#### [What is being asked]
Starting at the line with "if let Err(e)" and going on through the line with "Elements which survive", reproduce each line in the records below exactly and nothing more.
====== Record extracts ======
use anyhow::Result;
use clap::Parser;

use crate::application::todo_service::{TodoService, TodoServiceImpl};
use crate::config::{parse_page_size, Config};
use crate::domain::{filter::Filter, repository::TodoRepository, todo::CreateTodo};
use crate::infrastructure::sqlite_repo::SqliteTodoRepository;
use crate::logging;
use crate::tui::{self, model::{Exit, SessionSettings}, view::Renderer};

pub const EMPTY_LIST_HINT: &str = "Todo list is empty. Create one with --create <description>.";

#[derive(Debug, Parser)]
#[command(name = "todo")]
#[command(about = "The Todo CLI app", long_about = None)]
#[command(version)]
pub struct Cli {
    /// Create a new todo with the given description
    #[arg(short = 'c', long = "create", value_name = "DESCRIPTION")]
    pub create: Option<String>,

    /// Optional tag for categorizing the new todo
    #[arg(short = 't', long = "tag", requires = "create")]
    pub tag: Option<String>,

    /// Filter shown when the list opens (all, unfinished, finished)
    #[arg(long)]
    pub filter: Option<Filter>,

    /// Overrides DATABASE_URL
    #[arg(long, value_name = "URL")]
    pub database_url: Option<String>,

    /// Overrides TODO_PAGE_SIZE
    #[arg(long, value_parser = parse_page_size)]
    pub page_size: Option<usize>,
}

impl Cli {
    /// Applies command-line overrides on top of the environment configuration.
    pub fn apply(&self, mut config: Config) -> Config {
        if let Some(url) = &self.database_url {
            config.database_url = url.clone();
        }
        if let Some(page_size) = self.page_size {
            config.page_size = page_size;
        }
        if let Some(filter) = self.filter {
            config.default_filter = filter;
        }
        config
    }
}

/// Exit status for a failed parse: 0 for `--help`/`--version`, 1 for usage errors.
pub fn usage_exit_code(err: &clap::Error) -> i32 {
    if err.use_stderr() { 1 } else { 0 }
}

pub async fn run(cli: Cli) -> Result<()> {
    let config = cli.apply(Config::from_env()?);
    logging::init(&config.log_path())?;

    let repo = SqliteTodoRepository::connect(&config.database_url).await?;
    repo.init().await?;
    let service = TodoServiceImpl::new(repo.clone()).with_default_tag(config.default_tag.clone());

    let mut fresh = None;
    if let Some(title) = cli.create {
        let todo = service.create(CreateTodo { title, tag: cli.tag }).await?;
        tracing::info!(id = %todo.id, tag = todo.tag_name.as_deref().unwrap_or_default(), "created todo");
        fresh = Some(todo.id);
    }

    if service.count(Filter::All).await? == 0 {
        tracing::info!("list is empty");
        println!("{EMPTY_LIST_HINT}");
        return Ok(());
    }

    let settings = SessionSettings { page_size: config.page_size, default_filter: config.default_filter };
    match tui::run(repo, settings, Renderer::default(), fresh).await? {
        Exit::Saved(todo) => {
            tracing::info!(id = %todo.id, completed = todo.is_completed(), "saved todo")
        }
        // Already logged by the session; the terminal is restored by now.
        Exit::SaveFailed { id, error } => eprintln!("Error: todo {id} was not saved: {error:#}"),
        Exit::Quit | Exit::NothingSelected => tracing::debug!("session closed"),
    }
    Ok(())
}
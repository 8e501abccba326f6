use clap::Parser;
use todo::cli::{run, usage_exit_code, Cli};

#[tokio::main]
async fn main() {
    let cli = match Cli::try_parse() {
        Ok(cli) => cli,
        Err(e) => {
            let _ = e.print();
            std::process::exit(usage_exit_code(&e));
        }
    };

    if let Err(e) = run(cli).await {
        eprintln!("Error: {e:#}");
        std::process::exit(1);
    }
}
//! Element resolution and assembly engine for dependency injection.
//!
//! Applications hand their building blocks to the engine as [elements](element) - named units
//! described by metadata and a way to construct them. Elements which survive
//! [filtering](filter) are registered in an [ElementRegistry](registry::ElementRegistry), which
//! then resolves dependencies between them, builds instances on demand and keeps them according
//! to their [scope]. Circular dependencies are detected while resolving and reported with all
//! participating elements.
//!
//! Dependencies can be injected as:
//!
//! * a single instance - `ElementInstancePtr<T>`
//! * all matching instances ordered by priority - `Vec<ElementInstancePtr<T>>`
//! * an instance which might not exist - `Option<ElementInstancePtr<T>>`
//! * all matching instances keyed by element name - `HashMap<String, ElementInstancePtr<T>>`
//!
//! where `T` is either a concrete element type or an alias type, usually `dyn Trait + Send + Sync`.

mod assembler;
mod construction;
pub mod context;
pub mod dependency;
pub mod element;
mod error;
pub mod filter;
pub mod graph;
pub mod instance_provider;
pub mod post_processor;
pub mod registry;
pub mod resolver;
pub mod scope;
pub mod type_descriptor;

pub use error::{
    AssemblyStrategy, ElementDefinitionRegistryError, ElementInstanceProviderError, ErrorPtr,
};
======
====== Record extracts ======
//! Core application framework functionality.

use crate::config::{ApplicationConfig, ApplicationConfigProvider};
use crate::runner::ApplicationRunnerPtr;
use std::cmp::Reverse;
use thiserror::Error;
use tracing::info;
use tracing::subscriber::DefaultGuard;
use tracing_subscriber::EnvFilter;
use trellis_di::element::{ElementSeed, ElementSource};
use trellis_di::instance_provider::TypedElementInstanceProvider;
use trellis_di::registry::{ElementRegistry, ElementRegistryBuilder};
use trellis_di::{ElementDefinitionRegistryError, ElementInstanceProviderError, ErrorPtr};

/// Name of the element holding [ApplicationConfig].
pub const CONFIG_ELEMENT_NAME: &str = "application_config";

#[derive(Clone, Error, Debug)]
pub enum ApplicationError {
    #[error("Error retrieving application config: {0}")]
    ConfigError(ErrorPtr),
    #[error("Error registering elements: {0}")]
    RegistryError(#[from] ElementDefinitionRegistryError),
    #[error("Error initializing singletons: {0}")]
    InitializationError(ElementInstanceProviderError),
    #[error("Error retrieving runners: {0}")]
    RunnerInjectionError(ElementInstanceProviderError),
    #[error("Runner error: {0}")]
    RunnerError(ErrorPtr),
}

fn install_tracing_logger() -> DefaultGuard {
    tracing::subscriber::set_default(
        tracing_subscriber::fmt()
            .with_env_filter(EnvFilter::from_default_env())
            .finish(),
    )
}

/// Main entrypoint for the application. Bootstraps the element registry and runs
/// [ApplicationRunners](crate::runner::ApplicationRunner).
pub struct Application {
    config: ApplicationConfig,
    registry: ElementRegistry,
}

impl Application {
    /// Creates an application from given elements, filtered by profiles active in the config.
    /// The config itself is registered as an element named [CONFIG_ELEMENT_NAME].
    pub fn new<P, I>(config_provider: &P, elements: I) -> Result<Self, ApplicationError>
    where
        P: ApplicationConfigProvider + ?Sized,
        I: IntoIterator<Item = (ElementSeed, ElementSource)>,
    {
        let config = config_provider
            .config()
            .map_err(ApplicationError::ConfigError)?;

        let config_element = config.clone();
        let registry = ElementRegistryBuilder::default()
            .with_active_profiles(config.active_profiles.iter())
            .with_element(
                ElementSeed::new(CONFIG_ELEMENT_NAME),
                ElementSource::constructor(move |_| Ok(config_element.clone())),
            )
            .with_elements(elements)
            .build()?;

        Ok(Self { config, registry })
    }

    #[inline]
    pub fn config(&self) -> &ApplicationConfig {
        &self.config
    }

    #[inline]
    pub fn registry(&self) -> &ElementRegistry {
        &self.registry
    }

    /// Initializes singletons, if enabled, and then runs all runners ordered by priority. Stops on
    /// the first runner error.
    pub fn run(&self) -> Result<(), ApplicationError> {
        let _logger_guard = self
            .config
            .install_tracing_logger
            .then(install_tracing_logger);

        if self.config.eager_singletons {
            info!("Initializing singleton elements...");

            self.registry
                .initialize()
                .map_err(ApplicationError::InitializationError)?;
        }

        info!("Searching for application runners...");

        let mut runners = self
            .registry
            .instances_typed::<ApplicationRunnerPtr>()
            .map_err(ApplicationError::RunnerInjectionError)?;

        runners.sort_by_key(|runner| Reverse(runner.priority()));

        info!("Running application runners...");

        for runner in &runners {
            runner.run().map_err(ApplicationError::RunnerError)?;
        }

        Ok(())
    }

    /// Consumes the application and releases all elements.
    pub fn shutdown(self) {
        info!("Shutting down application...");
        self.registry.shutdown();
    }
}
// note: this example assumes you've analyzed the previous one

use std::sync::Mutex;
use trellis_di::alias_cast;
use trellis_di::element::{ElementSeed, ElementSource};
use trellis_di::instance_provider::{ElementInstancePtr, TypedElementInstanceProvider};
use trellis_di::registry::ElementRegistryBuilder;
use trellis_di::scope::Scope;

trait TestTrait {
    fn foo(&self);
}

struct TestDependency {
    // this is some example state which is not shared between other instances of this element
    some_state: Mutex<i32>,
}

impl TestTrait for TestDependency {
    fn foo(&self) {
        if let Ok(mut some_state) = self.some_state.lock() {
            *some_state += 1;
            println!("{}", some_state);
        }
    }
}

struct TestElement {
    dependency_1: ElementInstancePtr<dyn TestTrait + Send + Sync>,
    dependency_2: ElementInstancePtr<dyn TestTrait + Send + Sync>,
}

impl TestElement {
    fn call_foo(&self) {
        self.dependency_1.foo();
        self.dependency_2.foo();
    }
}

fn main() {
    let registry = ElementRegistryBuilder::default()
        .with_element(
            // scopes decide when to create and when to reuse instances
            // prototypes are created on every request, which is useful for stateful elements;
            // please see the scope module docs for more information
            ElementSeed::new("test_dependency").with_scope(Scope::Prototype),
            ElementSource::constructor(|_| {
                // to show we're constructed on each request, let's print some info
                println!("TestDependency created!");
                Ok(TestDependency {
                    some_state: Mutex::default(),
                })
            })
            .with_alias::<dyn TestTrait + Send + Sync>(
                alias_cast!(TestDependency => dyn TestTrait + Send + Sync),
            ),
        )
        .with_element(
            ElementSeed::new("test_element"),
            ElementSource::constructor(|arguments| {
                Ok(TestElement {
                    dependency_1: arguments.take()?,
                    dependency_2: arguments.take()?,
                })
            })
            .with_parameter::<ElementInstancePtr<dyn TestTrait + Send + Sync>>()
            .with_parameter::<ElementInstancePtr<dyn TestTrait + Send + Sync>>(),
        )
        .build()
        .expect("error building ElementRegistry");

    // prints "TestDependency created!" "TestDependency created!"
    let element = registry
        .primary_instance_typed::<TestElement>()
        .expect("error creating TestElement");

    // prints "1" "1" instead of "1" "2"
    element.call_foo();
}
======
#### [Output below]
    if let Err(e) = run(cli).await {
        eprintln!("Error: {e:#}");
        std::process::exit(1);
    }
}
//! Element resolution and assembly engine for dependency injection.
//!
//! Applications hand their building blocks to the engine as [elements](element) - named units
//! described by metadata and a way to construct them. Elements which survive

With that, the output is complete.